Thor is getting used to the Earth. As a gift Loki gave him a smartphone. There are n applications on this phone. Thor is fascinated by this phone. He has only one minor issue: he can't count the number of unread notifications generated by those applications (maybe Loki put a curse on it so he can't).

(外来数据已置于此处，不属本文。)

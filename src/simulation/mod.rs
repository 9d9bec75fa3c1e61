pub mod config;
pub mod mission;
pub mod profile;

pub use config::EngineConfig;
pub use mission::ActiveMission;
pub use profile::{AssignmentTarget, EquipmentAssignments, LifetimeStats, Profile, SlotUsage};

q events are about to happen (in chronological order). They are of three types:

1. Application x generates a notification (this new notification is unread).
2. Thor reads all notifications generated so far by application x (he may re-read some notifications).
3. Thor reads the first t notifications generated by phone applications (notifications generated in first t events of the first type). It's guaranteed that there were at least t events of the first type before this event. Please note that he doesn't read first t unread notifications, he just reads the very first t notifications generated on his phone and he may re-read some of them in this operation.

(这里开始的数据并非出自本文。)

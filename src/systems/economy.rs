//! Mission economics.
//!
//! Pure calculations over a profile, the catalog, and the engine config.
//! Monetary math truncates at every multiplication step, in a fixed order;
//! displayed values depend on that compounding, so the order is load-bearing.

use chrono::{DateTime, Utc};

use crate::content::catalog::{Catalog, Mission, UpgradeEffect};
use crate::simulation::config::EngineConfig;
use crate::simulation::profile::Profile;

/// Cost breakdown for a single dispatch.
#[derive(Debug, Clone, Copy, PartialEq, Eq)]
pub struct OperatingCosts {
    pub fuel: i64,
    pub maintenance: i64,
    pub salaries: i64,
    pub total: i64,
}

/// Flat per-tick upkeep for everything the station owns.
#[derive(Debug, Clone, Copy, PartialEq, Eq)]
pub struct TickCosts {
    pub salaries: i64,
    pub maintenance: i64,
    pub total: i64,
}

/// Mission-specific operating costs: fuel after cost-reduction upgrades, plus
/// maintenance and salaries for the units the mission will actually consume,
/// prorated by mission duration over the tick interval.
///
/// The consumption walk mirrors the allocation walk in dispatch: each
/// required type is satisfied from catalog entries in id order, taking
/// `min(required, owned)` per entry.
pub fn operating_costs(
    config: &EngineConfig,
    catalog: &Catalog,
    profile: &Profile,
    mission: &Mission,
) -> OperatingCosts {
    let mut cost_multiplier = 1.0;
    for upgrade_id in &profile.owned_upgrades {
        if let Some(upgrade) = catalog.upgrade(upgrade_id) {
            if upgrade.effect_type == UpgradeEffect::CostReduction {
                cost_multiplier *= 1.0 - upgrade.effect_value;
            }
        }
    }
    let fuel = ((mission.fuel_cost as f64 * cost_multiplier) as i64).max(1);

    let duration_factor =
        mission.base_duration_minutes as f64 / config.tick_interval_minutes as f64;

    let mut maintenance = 0i64;
    for (vehicle_type, quantity) in mission.vehicle_requirements() {
        let mut needed = quantity;
        for vehicle in catalog.vehicles.values() {
            if vehicle.vehicle_type != vehicle_type {
                continue;
            }
            let owned = profile.vehicle_count(&vehicle.id);
            if owned == 0 {
                continue;
            }
            let used = needed.min(owned);
            maintenance += (vehicle.maintenance_cost as f64 * duration_factor * used as f64) as i64;
            needed -= used;
            if needed == 0 {
                break;
            }
        }
    }

    let mut salaries = 0i64;
    for (staff_type, quantity) in mission.staff_requirements() {
        let mut needed = quantity;
        for staff in catalog.staff.values() {
            if staff.staff_type != staff_type {
                continue;
            }
            let owned = profile.staff_count(&staff.id);
            if owned == 0 {
                continue;
            }
            let used = needed.min(owned);
            salaries += (staff.salary_per_tick as f64 * duration_factor * used as f64) as i64;
            needed -= used;
            if needed == 0 {
                break;
            }
        }
    }

    let total = (fuel + maintenance + salaries).max(1);
    OperatingCosts {
        fuel,
        maintenance,
        salaries,
        total,
    }
}

/// Total cost to dispatch a mission right now.
pub fn dispatch_cost(
    config: &EngineConfig,
    catalog: &Catalog,
    profile: &Profile,
    mission: &Mission,
) -> i64 {
    operating_costs(config, catalog, profile, mission).total
}

/// Success chance for a mission, clamped to 5-95.
///
/// Takes `&mut Profile` because availability queries prune expired cooldowns
/// lazily; the result is deterministic for a given profile state and `now`.
pub fn success_chance(
    config: &EngineConfig,
    catalog: &Catalog,
    profile: &mut Profile,
    mission: &Mission,
    now: DateTime<Utc>,
) -> i32 {
    let mut base_chance = mission.base_success_chance as f64;

    if let Some(district) = catalog.district(&profile.current_district) {
        base_chance -= district.mission_difficulty_modifier as f64;
    }

    // One available staff member per required slot contributes its bonus; the
    // first matching catalog entry wins, not every body on the roster.
    let mut staff_bonus = 0.0;
    for staff_type in &mission.required_staff_types {
        for staff in catalog.staff.values() {
            if &staff.staff_type == staff_type && profile.is_staff_available(&staff.id, now) {
                staff_bonus += staff.success_bonus - 1.0;
                break;
            }
        }
    }

    let mut upgrade_bonus = 0.0;
    for upgrade_id in &profile.owned_upgrades {
        if let Some(upgrade) = catalog.upgrade(upgrade_id) {
            if upgrade.effect_type == UpgradeEffect::SuccessBoost {
                upgrade_bonus += upgrade.effect_value;
            }
        }
    }

    let mut final_chance = base_chance * (1.0 + staff_bonus + upgrade_bonus);

    // -0.5..=0.5 across the reputation range, worth +/-5 points at extremes.
    let reputation_modifier = (profile.reputation - 50) as f64 / 100.0;
    final_chance += reputation_modifier * 10.0;

    final_chance -= config.failure_chance_penalty as f64;

    (final_chance as i32).clamp(5, 95)
}

/// Reward paid on success, floored so a dispatch can never be a net loss.
pub fn mission_reward(
    config: &EngineConfig,
    catalog: &Catalog,
    profile: &Profile,
    mission: &Mission,
) -> i64 {
    let mut reward = mission.base_reward;

    let level_multiplier =
        1.0 + profile.station_level.saturating_sub(1) as f64 * config.reward_per_level;
    reward = (reward as f64 * level_multiplier) as i64;

    if let Some(district) = catalog.district(&profile.current_district) {
        reward = (reward as f64 * district.mission_reward_multiplier) as i64;
    }

    let mut income_multiplier = 1.0;
    for upgrade_id in &profile.owned_upgrades {
        if let Some(upgrade) = catalog.upgrade(upgrade_id) {
            if upgrade.effect_type == UpgradeEffect::IncomeBoost {
                income_multiplier *= 1.0 + upgrade.effect_value;
            }
        }
    }
    reward = (reward as f64 * income_multiplier) as i64;

    let cost = dispatch_cost(config, catalog, profile, mission);
    let minimum_profitable = (cost as f64 * (1.0 + config.profit_margin)) as i64;

    reward.max(minimum_profitable).max(1)
}

/// Recurring per-tick upkeep: every salary and every maintenance bill, flat,
/// not duration-prorated. Ids that vanished from the catalog are skipped.
pub fn tick_costs(catalog: &Catalog, profile: &Profile) -> TickCosts {
    let mut salaries = 0i64;
    for (staff_id, count) in &profile.staff_roster {
        if let Some(staff) = catalog.staff_member(staff_id) {
            salaries += staff.salary_per_tick * *count as i64;
        }
    }

    let mut maintenance = 0i64;
    for (vehicle_id, count) in &profile.owned_vehicles {
        if let Some(vehicle) = catalog.vehicle(vehicle_id) {
            maintenance += vehicle.maintenance_cost * *count as i64;
        }
    }

    TickCosts {
        salaries,
        maintenance,
        total: salaries + maintenance,
    }
}

#[cfg(test)]
mod tests {
    use super::*;
    use crate::data::standard_catalog;

    fn ready_profile() -> Profile {
        let mut profile = Profile::new(1, &EngineConfig::default());
        profile.add_vehicle("patrol_car", 1);
        profile.add_staff("officer", 1);
        profile.add_staff("dispatcher", 1);
        profile
    }

    #[test]
    fn calculations_are_deterministic() {
        let config = EngineConfig::default();
        let catalog = standard_catalog();
        let mut profile = ready_profile();
        let mission = catalog.mission("shoplifting").unwrap().clone();
        let now = Utc::now();

        let cost_a = dispatch_cost(&config, &catalog, &profile, &mission);
        let cost_b = dispatch_cost(&config, &catalog, &profile, &mission);
        assert_eq!(cost_a, cost_b);

        let reward_a = mission_reward(&config, &catalog, &profile, &mission);
        let reward_b = mission_reward(&config, &catalog, &profile, &mission);
        assert_eq!(reward_a, reward_b);

        let chance_a = success_chance(&config, &catalog, &mut profile, &mission, now);
        let chance_b = success_chance(&config, &catalog, &mut profile, &mission, now);
        assert_eq!(chance_a, chance_b);
    }

    #[test]
    fn success_chance_stays_in_bounds() {
        let config = EngineConfig::default();
        let catalog = standard_catalog();
        let mut profile = ready_profile();
        let now = Utc::now();

        let missions: Vec<Mission> = catalog.missions.values().cloned().collect();
        for mission in &missions {
            for reputation in [0, 50, 100] {
                profile.reputation = reputation;
                let chance = success_chance(&config, &catalog, &mut profile, mission, now);
                assert!((5..=95).contains(&chance), "chance {chance} out of bounds");
            }
        }
    }

    #[test]
    fn guaranteed_success_clamps_to_ninety_five() {
        let config = EngineConfig::default();
        let catalog = standard_catalog();
        let mut profile = ready_profile();
        let now = Utc::now();

        let mut mission = catalog.mission("noise_complaint").unwrap().clone();
        mission.base_success_chance = 100;
        mission.required_staff_types.clear();
        // No staff bonus, neutral reputation: 100 - 3 = 97, clamped to 95.
        let chance = success_chance(&config, &catalog, &mut profile, &mission, now);
        assert_eq!(chance, 95);
    }

    #[test]
    fn reward_always_covers_cost_plus_margin() {
        let config = EngineConfig::default();
        let catalog = standard_catalog();
        let profile = ready_profile();

        for mission in catalog.missions.values() {
            let cost = dispatch_cost(&config, &catalog, &profile, mission);
            let reward = mission_reward(&config, &catalog, &profile, mission);
            let floor = (cost as f64 * (1.0 + config.profit_margin)) as i64;
            assert!(
                reward >= floor,
                "mission {} reward {reward} below floor {floor}",
                mission.id
            );
        }
    }

    #[test]
    fn reward_truncates_at_each_multiplication_step() {
        let config = EngineConfig::default();
        let catalog = standard_catalog();
        let mut profile = ready_profile();
        profile.station_level = 2;
        profile.current_district = "harbor".to_string();

        let mut mission = catalog.mission("noise_complaint").unwrap().clone();
        mission.base_reward = 101;
        mission.fuel_cost = 5;
        mission.required_vehicle_types.clear();
        mission.required_staff_types.clear();

        // Stepwise: 101 * 1.015 = 102.515 -> 102; 102 * 1.2 = 122.4 -> 122.
        // A single combined multiplication would give 123.
        let reward = mission_reward(&config, &catalog, &profile, &mission);
        assert_eq!(reward, 122);
    }

    #[test]
    fn operating_costs_prorate_by_duration() {
        let config = EngineConfig::default();
        let catalog = standard_catalog();
        let profile = ready_profile();
        let mission = catalog.mission("burglary_investigation").unwrap();

        // 45 minute mission over 5 minute ticks: factor 9. One patrol car at
        // 4/tick = 36 maintenance; one officer at 2/tick = 18 (the detective
        // slot goes uncosted, nobody is hired for it).
        let costs = operating_costs(&config, &catalog, &profile, mission);
        assert_eq!(costs.fuel, 12);
        assert_eq!(costs.maintenance, 36);
        assert_eq!(costs.salaries, 18);
        assert_eq!(costs.total, 66);
    }

    #[test]
    fn cost_reduction_upgrades_shrink_fuel_only() {
        let config = EngineConfig::default();
        let catalog = standard_catalog();
        let mut profile = ready_profile();
        let mission = catalog.mission("shoplifting").unwrap();

        let before = operating_costs(&config, &catalog, &profile, mission);
        profile.owned_upgrades.insert("fuel_contract".to_string());
        let after = operating_costs(&config, &catalog, &profile, mission);

        // fuel 8 * 0.85 = 6.8 -> 6
        assert_eq!(before.fuel, 8);
        assert_eq!(after.fuel, 6);
        assert_eq!(after.maintenance, before.maintenance);
        assert_eq!(after.salaries, before.salaries);
    }

    #[test]
    fn tick_costs_are_flat_sums_over_everything_owned() {
        let catalog = standard_catalog();
        let mut profile = Profile::new(1, &EngineConfig::default());
        profile.add_vehicle("patrol_car", 2);
        profile.add_staff("officer", 3);
        profile.add_staff("dispatcher", 1);
        // Unknown ids degrade to zero cost instead of failing the read.
        profile.add_vehicle("retired_model", 1);

        let costs = tick_costs(&catalog, &profile);
        assert_eq!(costs.maintenance, 8);
        assert_eq!(costs.salaries, 9);
        assert_eq!(costs.total, 17);
    }
}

Please help Thor and tell him the number of unread notifications after each event. You may assume that initially there are no notifications in the phone.

Input

The first line of input contains two integers n and q (1 ≤ n, q ≤ 300 000) — the number of applications and the number of events to happen.

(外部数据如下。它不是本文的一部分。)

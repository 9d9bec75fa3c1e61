use std::path::Path;

use rusqlite::{params, Connection, OptionalExtension};
use tracing::info;

use crate::simulation::profile::Profile;
use crate::store::repository::{ProfileStore, StoreError};

const STORE_SCHEMA_VERSION: i64 = 1;

const STORE_SCHEMA: &str = r#"
CREATE TABLE IF NOT EXISTS store_meta (
  id INTEGER PRIMARY KEY CHECK (id = 1),
  schema_version INTEGER NOT NULL
);

CREATE TABLE IF NOT EXISTS profiles (
  user_id INTEGER PRIMARY KEY,
  data TEXT NOT NULL,
  updated_at TEXT NOT NULL DEFAULT (datetime('now'))
);
"#;

/// SQLite-backed profile store. Each profile is one JSON document keyed by
/// user id; nested maps and ISO-8601 timestamps come straight from the
/// profile's serde representation.
pub struct SqliteProfileStore {
    conn: Connection,
}

impl SqliteProfileStore {
    pub fn open(path: impl AsRef<Path>) -> Result<Self, StoreError> {
        let conn = Connection::open(path)?;
        Self::from_connection(conn)
    }

    /// Private in-memory database, used by tests and throwaway demos.
    pub fn open_in_memory() -> Result<Self, StoreError> {
        let conn = Connection::open_in_memory()?;
        Self::from_connection(conn)
    }

    fn from_connection(conn: Connection) -> Result<Self, StoreError> {
        conn.execute_batch(STORE_SCHEMA)?;
        let store = Self { conn };
        store.ensure_meta()?;
        Ok(store)
    }

    fn ensure_meta(&self) -> Result<(), StoreError> {
        let version: Option<i64> = self
            .conn
            .query_row(
                "SELECT schema_version FROM store_meta WHERE id = 1",
                [],
                |row| row.get(0),
            )
            .optional()?;

        match version {
            Some(version) if version == STORE_SCHEMA_VERSION => Ok(()),
            Some(version) => Err(StoreError::InvalidData(format!(
                "profile store schema version mismatch (found {}, expected {})",
                version, STORE_SCHEMA_VERSION
            ))),
            None => {
                self.conn.execute(
                    "INSERT INTO store_meta (id, schema_version) VALUES (1, ?1)",
                    params![STORE_SCHEMA_VERSION],
                )?;
                Ok(())
            }
        }
    }
}

impl ProfileStore for SqliteProfileStore {
    fn load(&mut self, user_id: u64) -> Result<Option<Profile>, StoreError> {
        let data: Option<String> = self
            .conn
            .query_row(
                "SELECT data FROM profiles WHERE user_id = ?1",
                params![user_id as i64],
                |row| row.get(0),
            )
            .optional()?;

        match data {
            Some(data) => {
                let profile = serde_json::from_str(&data)
                    .map_err(|source| StoreError::Corrupt { user_id, source })?;
                Ok(Some(profile))
            }
            None => Ok(None),
        }
    }

    fn save(&mut self, profile: &Profile) -> Result<(), StoreError> {
        let data = serde_json::to_string(profile).map_err(|source| StoreError::Corrupt {
            user_id: profile.user_id,
            source,
        })?;
        self.conn.execute(
            "INSERT INTO profiles (user_id, data, updated_at) VALUES (?1, ?2, datetime('now'))
             ON CONFLICT(user_id) DO UPDATE SET data = ?2, updated_at = datetime('now')",
            params![profile.user_id as i64, data],
        )?;
        Ok(())
    }

    fn delete(&mut self, user_id: u64) -> Result<(), StoreError> {
        let removed = self.conn.execute(
            "DELETE FROM profiles WHERE user_id = ?1",
            params![user_id as i64],
        )?;
        if removed > 0 {
            info!(target: "precinct.store", user_id, "profile deleted");
        }
        Ok(())
    }
}
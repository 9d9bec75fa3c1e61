use std::collections::BTreeMap;

use crate::simulation::profile::Profile;
use crate::store::repository::{ProfileStore, StoreError};

/// In-memory profile store for tests. Records go through the same JSON
/// representation as the SQLite store so serialization stays exercised.
#[derive(Debug, Default)]
pub struct MemoryProfileStore {
    records: BTreeMap<u64, String>,
}

impl MemoryProfileStore {
    pub fn new() -> Self {
        Self::default()
    }

    pub fn len(&self) -> usize {
        self.records.len()
    }

    pub fn is_empty(&self) -> bool {
        self.records.is_empty()
    }
}

impl ProfileStore for MemoryProfileStore {
    fn load(&mut self, user_id: u64) -> Result<Option<Profile>, StoreError> {
        match self.records.get(&user_id) {
            Some(data) => {
                let profile = serde_json::from_str(data)
                    .map_err(|source| StoreError::Corrupt { user_id, source })?;
                Ok(Some(profile))
            }
            None => Ok(None),
        }
    }

    fn save(&mut self, profile: &Profile) -> Result<(), StoreError> {
        let data = serde_json::to_string(profile).map_err(|source| StoreError::Corrupt {
            user_id: profile.user_id,
            source,
        })?;
        self.records.insert(profile.user_id, data);
        Ok(())
    }

    fn delete(&mut self, user_id: u64) -> Result<(), StoreError> {
        self.records.remove(&user_id);
        Ok(())
    }
}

The next q lines contain the events. The i-th of these lines starts with an integer typei — type of the i-th event. If typei = 1 or typei = 2then it is followed by an integer xi. Otherwise it is followed by an integer ti (1 ≤ typei ≤ 3, 1 ≤ xi ≤ n, 1 ≤ ti ≤ q).

Output

Print the number of unread notifications after each event.

Examples

input

3 4
1 3
1 1
1 2
2 3

output

1
2
3
2

input

4 6
1 2
1 4
1 2
3 3
1 3
1 3

output

1
2
3
0
1
2

Note

In the first sample:

1. Application 3 generates a notification (there is 1 unread notification).
2. Application 1 generates a notification (there are 2 unread notifications).
3. Application 2 generates a notification (there are 3 unread notifications).
4. Thor reads the notification generated by application 3, there are 2 unread notifications left.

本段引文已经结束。